И отправилась к себе в комнату, с тоской предвидя скорое появление отца, который примется упрекать, что вот она снова довела до слез бедную Ирочку. Но на этот раз почему-то обошлось. Должно быть, Ирочка увидела светлые горизонты, которые откроются после отбытия падчерицы, и наслаждалась чувством победы.
«Прямо как в русской народной сказке «Морозко», — подумала Юля, отправляясь спать, — невзлюбила мачеха падчерицу и выгнала ее из дома на трескун-мороз… Впрочем, мы еще посмотрим, кто кого!.. Но все же я по-умному все устроила с этим Волковым. Сразу видно, парень серьезный, он меня в обиду не даст!»
На этой мысли Юля заснула.
И снова ей приснился странный сон. Будто она Джульетта и что родители настаивают на ее браке с графом Парисом. Парис красив и богат, но Джульетта и слышать о нем не хочет, потому что любит Ромео. Однако отец и мать непреклонны, и Джульетта в отчаянии. Единственное, что облегчает ее участь, — мысль, что Ромео тоже ее любит. Она просит совета у своего исповедника, священника Лоренцо, уверяя его, что не сможет жить без Ромео и лучше умрет, чем выйдет замуж за другого! Добрый священник, проникнувшись состраданием к ней, обещает помочь бедным влюбленным. Он протягивает Джульетте красивый хрустальный флакон, оплетенный золотой нитью, с золотой же изящной пробкой в виде голубки. Внутри флакона завораживающе плещется алая жидкость.
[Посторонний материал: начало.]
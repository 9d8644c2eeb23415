//! Tick/button monitor: sleeps between interrupts and mirrors the button
//! count on the LEDs until enough ticks have passed.

use corebench_hw::mmio::gpio::pins;
use corebench_hw::specs::codes;
use tracing::{debug, info};

use super::platform::{Gpio, Platform, Source};
use super::{Failure, Kernel, wait};

/// What the monitor observed
#[derive(Debug, Clone, Copy, Default, PartialEq, Eq)]
pub struct MonitorSummary {
    pub wakes: u32,
    pub ticks: u32,
    pub buttons: u32,
}

pub fn run<P: Platform>(kernel: &mut Kernel<P>) -> Result<MonitorSummary, Failure> {
    let target = kernel.config().monitor_ticks;
    let lead = kernel.config().arm_lead;

    kernel.free(|_, platform| {
        let mut gpio = Gpio::new(platform);
        gpio.acknowledge(pins::BUTTON);
        gpio.enable_irq(pins::BUTTON);
        gpio.set_leds(0);
    });
    kernel.enable_source(Source::Timer);
    kernel.enable_source(Source::External);
    kernel.arm_tick(lead);
    kernel.enable_interrupts();

    // Every tick wakes the hart at least once.
    let budget = target.saturating_mul(4).saturating_add(16);
    let mut summary = MonitorSummary::default();
    let outcome = wait::bounded(budget, || {
        if let Err(failure) = kernel.halted() {
            return Some(Err(failure));
        }
        if summary.ticks >= target {
            return Some(Ok(()));
        }

        kernel.wfi();
        summary.wakes += 1;
        let pending = kernel.drain();
        summary.ticks = summary.ticks.saturating_add(pending.ticks);
        if pending.buttons != 0 {
            summary.buttons = summary.buttons.saturating_add(pending.buttons);
            let leds = summary.buttons as u8;
            kernel.free(|_, platform| Gpio::new(platform).set_leds(leds));
            debug!(buttons = summary.buttons, "button");
        }
        None
    });

    match outcome {
        Ok(Ok(())) => {
            info!(
                ticks = summary.ticks,
                buttons = summary.buttons,
                wakes = summary.wakes,
                "monitor finished"
            );
            Ok(summary)
        }
        Ok(Err(failure)) => Err(failure),
        Err(_) => Err(Failure(codes::MONITOR_TIMEOUT)),
    }
}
— Что это? — интересуется Джульетта-Юля.
— Снадобье, обладающее чудодейственным эффектом. Выпей, дитя, пять капель — ровно пять, и ни в коем случае не больше!
— И что же будет тогда? — Сердце отчего-то замирает в смутном предчувствии беды.
В часовенке холодно и сыро, а Богоматерь смотрит осуждающе, словно упрекает девушку в тайном грехе. Но разве это грех — любить и быть любимой? Разве грех мечтать быть рядом с тем единственным, кто заставляет твое сердце биться чаще?.. Разве любовь может быть грехом?
— Ты уснешь, — отвечает Лоренцо с тяжелым вздохом, — так крепко, что все подумают, будто ты умерла. Тебя, дитя, похоронят в фамильном склепе, и никто не будет знать, что на самом деле ты не мертва, а только спишь… Никто, кроме Ромео, — добавил священник едва слышно.
Можно ли шутить с самой смертью? Можно, если ставка так высока.
— Спасибо, святой отец. — Флакончик с алой жидкостью, вдруг показавшейся девушке кровью, исчезает в широком рукаве дорогого венецианского лазоревого платья, так подходящего к цвету ее глаз. — Я сделаю все, как нужно.
Но почему же на лике Богоматери застыла всемирная скорбь? Почему пронесся по часовне ледяной порыв ветра? Девушке показалось, будто рядом проскользнула тень, но нет, конечно, померещилось в неровном свете горящих на лампаде свечей.
— Не побоишься? — хмурится Лоренцо. — Ну смотри, дитя. И помни: ровно пять капель.
Она вышла из храма окрыленная. Обмануть смерть можно! Можно, если все это делается ради Ромео, для него одного стучит сейчас ее сердце!.. Скоро, уже совсем скоро все свершится. Ее положат в семейный склеп, а когда все разойдутся, любимый придет в склеп, дождется ее пробуждения, и они вместе покинут Верону, чтобы тайно обвенчаться и быть вместе до конца своих дней.